Banda Aceh - Tanggal 23 September setiap tahunnya diperingati sebagai Hari Tani Nasional/Hari Agraria Nasional. Peringatan Hari Tani sebenarnya dilakukan untuk mengapresiasi perjuangan golongan petani di Indonesia. Peringatan Hari Tani bertepatan dengan disahkannya UUPA (Undang-Undang Pokok Agraria) tahun 1960. Tema yang diambil pada peringatan Hari Tani tahun ini ialah “Selamatkan konstitusi, tegakkan demokrasi, dan jalankan reformasi agraria sejati”.
Dalam peringatan Hari Tani ke-63 tahun atau kurang lebih 6 dekade sejak UUPA disahkan, Indonesia mengalami berbagai krisis agraria dan sumber daya alam maupun krisis demokrasi pada 10 tahun era Pemerintahan Presiden Joko Widodo. Hal ini dibuktikan dengan begitu banyak masalah struktural yang tidak pernah selesai. Mulai dari ketimpangan kepemilikan dan penguasaan agraria-sumber daya alam oleh investasi yang di fasilitasi oleh negara memicu kenaikan angka konflik agraria, kerusakan ekologis yang masif, krisis pangan, marginalisasi dan pemiskinan.

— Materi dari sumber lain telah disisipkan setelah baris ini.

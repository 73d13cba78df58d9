pub mod feature_card;
pub mod footer;
pub mod guardian;
pub mod navbar;
pub mod testimonial;
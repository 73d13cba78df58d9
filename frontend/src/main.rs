use yew::prelude::*;
use yew_router::prelude::*;

mod config;
mod components;
mod demo;
mod utils;
mod pages {
    pub mod dashboard;
    pub mod demo;
    pub mod home;
}

use components::footer::{CallToAction, Footer};
use components::navbar::Navbar;
use components::testimonial::Testimonials;
use pages::{dashboard::Dashboard, demo::Demo, home::Home};

#[derive(Clone, Routable, PartialEq)]
pub enum Route {
    #[at("/")]
    Home,
    #[not_found]
    #[at("/404")]
    NotFound,
}

#[function_component(Site)]
fn site() -> Html {
    html! {
        <div class="app-container">
            <Navbar />
            <Home />
            <Demo />
            <Dashboard />
            <Testimonials />
            <CallToAction />
            <Footer />
        </div>
    }
}

#[function_component(NotFound)]
fn not_found() -> Html {
    html! {
        <section class="not-found">
            <h2>{"Page not found"}</h2>
            <Link<Route> to={Route::Home} classes="btn-primary">
                {"Back to KidSafe"}
            </Link<Route>>
        </section>
    }
}

fn switch(route: Route) -> Html {
    match route {
        Route::Home => html! { <Site /> },
        Route::NotFound => html! { <NotFound /> },
    }
}

#[function_component(App)]
fn app() -> Html {
    html! {
        <BrowserRouter>
            <Switch<Route> render={switch} />
        </BrowserRouter>
    }
}

fn main() {
    wasm_logger::init(wasm_logger::Config::new(log::Level::Info));
    log::info!("Starting KidSafe site");
    yew::Renderer::<App>::new().render();
}
//! # Grammar Rules
//!
//! This module contains the grammar rules that drive parsing. Each function
//! takes a `&mut Parser` and uses its methods to:
//!
//! 1. Inspect the current token (`p.current()`, `p.at()`, `p.nth()`)
//! 2. Consume tokens (`p.bump()`, `p.eat()`)
//! 3. Build tree structure (`p.start()` → marker → `complete()`/`abandon()`)
//!
//! ## Module Structure
//!
//! - [`item`] - Declarations: namespaces, types, members, accessors
//! - [`stmt`] - Statements inside element bodies
//! - [`expr`] - Expression token runs, bracket matching, lambda bodies
//!
//! ## How Much C# Is Parsed
//!
//! Only as much structure as is needed to know which braces are statement
//! blocks. Declarations are recognised by the first of `(`, `{`, `=>`, `=`,
//! `;` that follows the member header; expressions are flat token runs with
//! balanced brackets.
//!
//! ## Error Recovery
//!
//! Grammar functions are lenient and never fail:
//!
//! - Stray closing braces at declaration level become ERROR nodes
//! - Missing closers are simply not consumed
//! - Every loop consumes at least one token per iteration
//!
//! The result is always a tree that preserves all input bytes.

mod expr;
mod item;
mod stmt;

use crate::parser::Parser;
use crate::syntax_kind::SyntaxKind;

/// Parse the root compilation unit.
pub fn root(p: &mut Parser<'_, '_>) {
    let m = p.start();

    while !p.at_end() {
        if p.at(SyntaxKind::R_BRACE) {
            p.bump_error();
        } else {
            item::member(p);
        }
    }

    m.complete(p, SyntaxKind::ROOT);
}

Masalah struktural lain yang timbul ialah krisis iklim. Kondisi ini sangat memengaruhi kehidupan Masyarakat yang bekerja sebagai petani salah satunya di wilayah Lhoknga, Aceh Besar. Selain itu, terjadinya krisis iklim juga memperparah kehidupan Masyarakat yang berprofesi sebagai petani di wilayah Lhoknga Kabupaten Aceh Besar. Salah satu dampak dari krisis iklim tersebut ialah terjadinya kekeringan di wilayah Aceh Besar.
Yeni Hartini selaku Koordinator Program SP Aceh mengatakan, kekeringan di wilayah Lhoknga sudah terjadi sejak tahun 2019 dan sejak Maret 2024 menjadi yang terparah dalam 10 tahun terakhir. Kekeringan tentunya sangat berdampak kepada petani karena para petani mengalami gagal tanam dan gagal panen karena sistem pertanian menggunakan metode tadah hujan dikarenakan tidak adanya irigasi di wilayah Lhoknga.
Hal tersebut disebabkan tidak memiliki irigasi, petani di wilayah Lhoknga hanya bergantung pada air hujan untuk pengairan. Akan tetapi, karena krisis iklim cuaca menjadi tidak menentu dan terjadinya kemarau yang berkepanjangan. Krisis iklim menyebabkan hasil pertanian menjadi sedikit bahkan cenderung gagal panen sehingga tidak banyak mendapatkan untung dari hasil penjualan.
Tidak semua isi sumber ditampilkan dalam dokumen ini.